**EXERCISE:** Down to the last line, repeat the records exactly.

::::

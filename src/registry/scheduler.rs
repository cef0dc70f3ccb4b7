//! Priority-aware topological ordering of component registrations.

use std::collections::{HashMap, HashSet};

use crate::error::{DiError, DiResult};
use crate::key::Key;

use super::ComponentRegistration;

/// Computes the initialization order for the registration set.
///
/// Kahn-style: candidates are kept sorted by priority (higher first) with
/// registration sequence breaking ties, and each pass places every
/// candidate whose dependencies are already placed or unregistered. A pass
/// that places nothing while candidates remain means the remainder is
/// cyclic.
///
/// The order is fully deterministic for a fixed registration sequence.
pub(crate) fn compute_order(
    registrations: &HashMap<Key, ComponentRegistration>,
) -> DiResult<Vec<Key>> {
    let mut remaining: Vec<&ComponentRegistration> = registrations.values().collect();
    remaining.sort_by(|a, b| b.priority.cmp(&a.priority).then(a.seq.cmp(&b.seq)));

    let mut placed: HashSet<Key> = HashSet::new();
    let mut order: Vec<Key> = Vec::with_capacity(remaining.len());

    while !remaining.is_empty() {
        let before = remaining.len();
        remaining.retain(|reg| {
            // Unregistered dependencies cannot gate placement; validation
            // reports them separately.
            let eligible = reg
                .dependencies
                .iter()
                .all(|dep| placed.contains(dep) || !registrations.contains_key(dep));
            if eligible {
                placed.insert(reg.key);
                order.push(reg.key);
            }
            !eligible
        });

        if remaining.len() == before {
            let mut stuck: Vec<&'static str> =
                remaining.iter().map(|reg| reg.key.display_name()).collect();
            stuck.sort_unstable();
            return Err(DiError::Circular(stuck));
        }
    }

    Ok(order)
}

::::

**YOUR RESPONSE:**
filename src/registry/scheduler.rs
repository cef0dc70f3ccb4b7
//! Priority-aware topological ordering of component registrations.

use std::collections::{HashMap, HashSet};

use crate::error::{DiError, DiResult};
use crate::key::Key;

use super::ComponentRegistration;

/// Computes the initialization order for the registration set.
///
/// Kahn-style: candidates are kept sorted by priority (higher first) with
/// registration sequence breaking ties, and each pass places every
/// candidate whose dependencies are already placed or unregistered. A pass
/// that places nothing while candidates remain means the remainder is
/// cyclic.
///
/// The order is fully deterministic for a fixed registration sequence.
pub(crate) fn compute_order(
    registrations: &HashMap<Key, ComponentRegistration>,
) -> DiResult<Vec<Key>> {
    let mut remaining: Vec<&ComponentRegistration> = registrations.values().collect();
    remaining.sort_by(|a, b| b.priority.cmp(&a.priority).then(a.seq.cmp(&b.seq)));

    let mut placed: HashSet<Key> = HashSet::new();
    let mut order: Vec<Key> = Vec::with_capacity(remaining.len());

    while !remaining.is_empty() {
        let before = remaining.len();
        remaining.retain(|reg| {
            // Unregistered dependencies cannot gate placement; validation
            // reports them separately.
            let eligible = reg
                .dependencies
                .iter()
                .all(|dep| placed.contains(dep) || !registrations.contains_key(dep));
            if eligible {
                placed.insert(reg.key);
                order.push(reg.key);
            }
            !eligible
        });

        if remaining.len() == before {
            let mut stuck: Vec<&'static str> =
                remaining.iter().map(|reg| reg.key.display_name()).collect();
            stuck.sort_unstable();
            return Err(DiError::Circular(stuck));
        }
    }

    Ok(order)
}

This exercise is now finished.